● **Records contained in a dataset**
****************************************
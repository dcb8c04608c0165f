use anyhow::{Context, Result};
use scribe_config::Config;
use scribe_core::Feature;
use scribe_engine::ProcessingController;
use scribe_sources::export::{export_cost_report, render_cost_report};
use std::path::PathBuf;

use super::{Settings, load_chunks};
use crate::cli::InputArgs;

/// Options of the `costs` command beyond the shared input arguments
pub struct CostRequest {
    pub models: Vec<String>,
    pub api_usage: Option<u64>,
    pub preview: bool,
    pub output: Option<PathBuf>,
    pub json: bool,
}

pub async fn handle(
    controller: &ProcessingController,
    config: &Config,
    input: InputArgs,
    request: CostRequest,
) -> Result<()> {
    let settings = Settings::resolve(&input, config);
    let chunks = load_chunks(controller, &input, &settings).await?;

    if request.preview {
        let tokens: usize = controller
            .count_chunks(&chunks, &settings.tokenizer)?
            .iter()
            .sum();
        let band = controller.cost_preview(tokens);
        println!("Cost preview for {} tokens:", tokens);
        println!("  ${:.2} - ${:.2} ({})", band.low, band.high, band.accuracy);
        println!("  Full comparison needs a premium license (scribe license upgrade)");
        return Ok(());
    }

    if request.output.is_some() {
        controller.require(Feature::ExportReports)?;
    }

    let models = if request.models.is_empty() {
        config.cost.target_models.clone()
    } else {
        request.models
    };
    let api_usage = request.api_usage.unwrap_or(config.cost.api_usage_monthly);

    let report = controller
        .spawn_cost_analysis(
            &chunks,
            &settings.tokenizer,
            settings.token_limit,
            models,
            api_usage,
        )
        .await?;

    if let Some(path) = &request.output {
        export_cost_report(path, &report.cost_analysis)
            .with_context(|| format!("Failed to write {}", path.display()))?;
        println!("✓ Wrote cost report to {}", path.display());
    }

    if request.json {
        println!("{}", serde_json::to_string_pretty(&report)?);
    } else if request.output.is_none() {
        print!("{}", render_cost_report(&report.cost_analysis));
    }

    Ok(())
}
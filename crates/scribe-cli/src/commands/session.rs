use anyhow::{Context, Result};
use scribe_config::Config;
use scribe_core::{Feature, Session, UiPreferences};
use scribe_engine::ProcessingController;
use scribe_storage::SessionStore;
use std::path::PathBuf;

use super::{Settings, load_documents};
use crate::cli::{InputArgs, SessionCommands};

pub async fn handle(cmd: SessionCommands, controller: &ProcessingController, config: &Config) -> Result<()> {
    let store = SessionStore::new();
    match cmd {
        SessionCommands::Save { input, output } => save(&store, controller, config, input, output).await,
        SessionCommands::Show { path } => show(&store, path),
    }
}

async fn save(
    store: &SessionStore,
    controller: &ProcessingController,
    config: &Config,
    input: InputArgs,
    output: PathBuf,
) -> Result<()> {
    let settings = Settings::resolve(&input, config);
    let documents = load_documents(controller, &input, &settings).await?;

    let mut session = Session::new();
    session.ui_preferences = UiPreferences {
        selected_tokenizer: settings.tokenizer.clone(),
        split_method: settings.method,
        token_limit: settings.token_limit,
    };
    for doc in documents {
        session.record_chunks(doc.path, doc.chunks, settings.file_config());
    }

    // Analysis history is a premium feature; chunks are always saved
    let with_history = controller.require(Feature::SessionHistory).is_ok();
    if with_history {
        let chunks: Vec<String> = session
            .files
            .iter()
            .flat_map(|f| f.chunks.iter().cloned())
            .collect();
        session.set_analysis(controller.analyze_chunks(
            &chunks,
            &settings.tokenizer,
            settings.token_limit,
        )?);
    }

    let path = store
        .save(&session, &output)
        .with_context(|| format!("Failed to save session to {}", output.display()))?;

    println!("✓ Saved session: {}", path.display());
    println!("  ID: {}", session.id);
    println!("  Files: {}", session.files.len());
    println!("  Chunks: {}", session.total_chunks());
    if !with_history {
        println!("  Analysis history needs a premium license (scribe license upgrade)");
    }

    Ok(())
}

fn show(store: &SessionStore, path: PathBuf) -> Result<()> {
    let session = store
        .load(&path)
        .with_context(|| format!("Failed to load session {}", path.display()))?;

    println!("Session: {}", session.id);
    println!("  Created: {}", session.created_at);
    println!("  Updated: {}", session.updated_at);
    println!(
        "  Preferences: {} tokenizer, {} split, limit {}",
        session.ui_preferences.selected_tokenizer,
        session.ui_preferences.split_method,
        session.ui_preferences.token_limit
    );

    println!("  Files:");
    for file in &session.files {
        println!("    {} ({} chunks)", file.path, file.chunks.len());
        println!(
            "      {} split, {} tokenizer",
            file.config.split_method, file.config.tokenizer
        );
    }

    if let Some(analysis) = &session.last_analysis {
        println!();
        super::process::print_analysis(analysis, true);
    }

    Ok(())
}
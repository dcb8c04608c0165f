//! Chunking configuration shared by the cleaner, splitter and session store

use serde::{Deserialize, Serialize};
use std::fmt;
use std::str::FromStr;

use crate::{Error, Result};

/// Strategy used to divide cleaned text into chunks
#[derive(Debug, Clone, Copy, PartialEq, Eq, Hash, Default, Serialize, Deserialize)]
#[serde(rename_all = "snake_case")]
pub enum SplitMethod {
    /// Blank-line boundaries
    #[default]
    Paragraph,
    /// Sentence-terminal punctuation followed by whitespace
    Sentence,
    /// A literal, user-supplied delimiter
    Custom,
}

impl SplitMethod {
    pub const ALL: [SplitMethod; 3] = [Self::Paragraph, Self::Sentence, Self::Custom];

    pub fn as_str(&self) -> &'static str {
        match self {
            Self::Paragraph => "paragraph",
            Self::Sentence => "sentence",
            Self::Custom => "custom",
        }
    }

    /// Separator that joins chunks back into the cleaned text
    pub fn separator<'a>(&self, delimiter: Option<&'a str>) -> &'a str {
        match self {
            Self::Paragraph => "\n\n",
            Self::Sentence => " ",
            Self::Custom => delimiter.unwrap_or(""),
        }
    }
}

impl fmt::Display for SplitMethod {
    fn fmt(&self, f: &mut fmt::Formatter<'_>) -> fmt::Result {
        f.write_str(self.as_str())
    }
}

impl FromStr for SplitMethod {
    type Err = Error;

    fn from_str(s: &str) -> Result<Self> {
        match s.trim().to_ascii_lowercase().as_str() {
            "paragraph" => Ok(Self::Paragraph),
            "sentence" => Ok(Self::Sentence),
            "custom" => Ok(Self::Custom),
            other => Err(Error::InvalidConfiguration(format!(
                "Unknown split method '{}' (expected paragraph, sentence or custom)",
                other
            ))),
        }
    }
}

/// Flags recognized by the text cleaner
#[derive(Debug, Clone, Copy, PartialEq, Eq, Serialize, Deserialize)]
pub struct CleanOptions {
    /// Strip boilerplate front/back matter, page numbers and copyright lines
    #[serde(default = "enabled")]
    pub remove_headers: bool,

    /// Collapse runs of whitespace and normalize line endings
    #[serde(default = "enabled")]
    pub normalize_whitespace: bool,

    /// Remove leading list markers
    #[serde(default = "enabled")]
    pub strip_bullets: bool,
}

impl CleanOptions {
    /// Options that leave the text untouched
    pub fn none() -> Self {
        Self {
            remove_headers: false,
            normalize_whitespace: false,
            strip_bullets: false,
        }
    }
}

impl Default for CleanOptions {
    fn default() -> Self {
        Self {
            remove_headers: true,
            normalize_whitespace: true,
            strip_bullets: true,
        }
    }
}

fn enabled() -> bool {
    true
}
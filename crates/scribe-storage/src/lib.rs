//! Storage layer for scribe
//!
//! This crate provides:
//! - Session files (JSON snapshots of processed documents)
//! - The file-backed license and trial state

pub mod error;
pub mod license;
pub mod session;

pub use error::{Result, StorageError};
pub use license::{FileLicense, TRIAL_DAYS, issue_key, validate_key};
pub use session::{SESSION_EXTENSION, SessionStore};

use std::path::PathBuf;

/// Per-user data directory for sessions and license state
pub fn data_dir() -> PathBuf {
    if let Some(dirs) = directories::ProjectDirs::from("ai", "wolflow", "scribe") {
        dirs.data_dir().to_path_buf()
    } else {
        PathBuf::from("~/.scribe")
    }
}
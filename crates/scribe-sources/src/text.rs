use std::path::Path;

use async_trait::async_trait;
use scribe_core::{Error, Result};

use crate::handler::{DocumentLoader, extension};

const UTF8_BOM: &[u8] = b"\xEF\xBB\xBF";

/// Plain text and markdown files
pub struct TextLoader;

#[async_trait]
impl DocumentLoader for TextLoader {
    fn can_handle(&self, path: &Path) -> bool {
        matches!(extension(path).as_deref(), Some("txt" | "md" | "text"))
    }

    async fn load(&self, path: &Path) -> Result<String> {
        let bytes = tokio::fs::read(path).await?;
        let bytes = bytes.strip_prefix(UTF8_BOM).unwrap_or(bytes.as_slice());

        match std::str::from_utf8(bytes) {
            Ok(text) => Ok(text.to_string()),
            Err(e) => {
                tracing::warn!(
                    path = %path.display(),
                    "Invalid UTF-8 at byte {}, replacing undecodable bytes",
                    e.valid_up_to()
                );
                Ok(String::from_utf8_lossy(bytes).into_owned())
            }
        }
    }
}

/// Formats that need a text extractor this crate does not ship
pub struct ExternalFormatLoader;

#[async_trait]
impl DocumentLoader for ExternalFormatLoader {
    fn can_handle(&self, path: &Path) -> bool {
        matches!(extension(path).as_deref(), Some("pdf" | "epub"))
    }

    async fn load(&self, path: &Path) -> Result<String> {
        let kind = extension(path).unwrap_or_default().to_uppercase();
        Err(Error::UnsupportedFormat(format!(
            "{} documents need an external text extractor; convert {} to .txt first",
            kind,
            path.display()
        )))
    }
}
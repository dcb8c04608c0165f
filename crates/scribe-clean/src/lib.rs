//! Text cleaner
//!
//! Normalizes raw document text before splitting. Every rule is a pure
//! function of its input, and rules run in a fixed order (headers, bullets,
//! whitespace) so identical input and options always give identical output.

use lazy_static::lazy_static;
use regex::Regex;
use scribe_core::CleanOptions;
use serde::{Deserialize, Serialize};

lazy_static! {
    static ref FRONT_MATTER_END: Regex =
        Regex::new(r"(?mi)^[ \t]*\*{3}[ \t]*START OF\b.*$").unwrap();
    static ref BACK_MATTER_START: Regex =
        Regex::new(r"(?mi)^[ \t]*\*{3}[ \t]*END OF\b.*$").unwrap();
    static ref PAGE_NUMBER: Regex =
        Regex::new(r"(?i)^\s*(?:page\s+\d{1,4}|-\s*\d{1,4}\s*-|\d{1,4})\s*$").unwrap();
    static ref BOILERPLATE: Regex =
        Regex::new(r"(?i)^\s*(?:copyright\b|©|\(c\)\s*\d{4}|all rights reserved|isbn\b)").unwrap();
    static ref BULLET: Regex = Regex::new(r"^(\s*)(?:[-*•◦▪‣]|\d{1,3}[.)])\s+").unwrap();
    static ref HORIZONTAL_SPACE: Regex = Regex::new(r"[ \t\u{00A0}\x0B\x0C]+").unwrap();
    static ref EXCESS_NEWLINES: Regex = Regex::new(r"\n{3,}").unwrap();
}

#[derive(Debug, Clone, Copy, PartialEq, Eq, Serialize, Deserialize)]
#[serde(rename_all = "snake_case")]
pub enum CleanRule {
    FrontMatter,
    BackMatter,
    PageNumbers,
    Boilerplate,
    Bullets,
    Whitespace,
}

/// How many lines a rule touched
#[derive(Debug, Clone, PartialEq, Eq, Serialize, Deserialize)]
pub struct CleanStat {
    pub rule: CleanRule,
    pub count: usize,
}

/// Rule-based document cleaner
#[derive(Debug, Clone, Copy, Default)]
pub struct Cleaner;

impl Cleaner {
    pub fn new() -> Self {
        Self
    }

    /// Clean `raw` according to `options`
    pub fn clean(&self, raw: &str, options: &CleanOptions) -> String {
        self.clean_with_report(raw, options).0
    }

    /// Clean `raw` and report which rules fired
    pub fn clean_with_report(&self, raw: &str, options: &CleanOptions) -> (String, Vec<CleanStat>) {
        let mut stats = Vec::new();
        let mut text = raw.to_string();

        if options.remove_headers {
            text = remove_headers(&text, &mut stats);
        }
        if options.strip_bullets {
            text = strip_bullets(&text, &mut stats);
        }
        if options.normalize_whitespace {
            text = normalize_whitespace(&text, &mut stats);
        }

        (text, stats)
    }
}

fn push_stat(stats: &mut Vec<CleanStat>, rule: CleanRule, count: usize) {
    if count > 0 {
        stats.push(CleanStat { rule, count });
    }
}

fn remove_headers(text: &str, stats: &mut Vec<CleanStat>) -> String {
    let mut body = text;

    if let Some(marker) = FRONT_MATTER_END.find(body) {
        push_stat(stats, CleanRule::FrontMatter, body[..marker.end()].lines().count());
        body = &body[marker.end()..];
    }
    if let Some(marker) = BACK_MATTER_START.find(body) {
        push_stat(stats, CleanRule::BackMatter, body[marker.start()..].lines().count());
        body = &body[..marker.start()];
    }

    let mut page_numbers = 0;
    let mut boilerplate = 0;
    let kept: Vec<&str> = body
        .split('\n')
        .filter(|line| {
            if PAGE_NUMBER.is_match(line) {
                page_numbers += 1;
                false
            } else if BOILERPLATE.is_match(line) {
                boilerplate += 1;
                false
            } else {
                true
            }
        })
        .collect();

    push_stat(stats, CleanRule::PageNumbers, page_numbers);
    push_stat(stats, CleanRule::Boilerplate, boilerplate);

    kept.join("\n")
}

fn strip_bullets(text: &str, stats: &mut Vec<CleanStat>) -> String {
    let mut count = 0;
    let lines: Vec<String> = text
        .split('\n')
        .map(|line| {
            if BULLET.is_match(line) {
                count += 1;
                BULLET.replace(line, "${1}").into_owned()
            } else {
                line.to_string()
            }
        })
        .collect();

    push_stat(stats, CleanRule::Bullets, count);
    lines.join("\n")
}

fn normalize_whitespace(text: &str, stats: &mut Vec<CleanStat>) -> String {
    let unified = text.replace("\r\n", "\n").replace('\r', "\n");

    let mut changed = 0;
    let lines: Vec<String> = unified
        .split('\n')
        .map(|line| {
            let collapsed = HORIZONTAL_SPACE.replace_all(line, " ");
            let normalized = collapsed.trim();
            if normalized != line {
                changed += 1;
            }
            normalized.to_string()
        })
        .collect();

    let joined = lines.join("\n");
    changed += EXCESS_NEWLINES.find_iter(&joined).count();
    let collapsed = EXCESS_NEWLINES.replace_all(&joined, "\n\n");

    push_stat(stats, CleanRule::Whitespace, changed);
    collapsed.trim().to_string()
}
****************************************
In the lines above, find the word "normalized" and copy every line it occurs in.

            let normalized = collapsed.trim();
            if normalized != line {
            normalized.to_string()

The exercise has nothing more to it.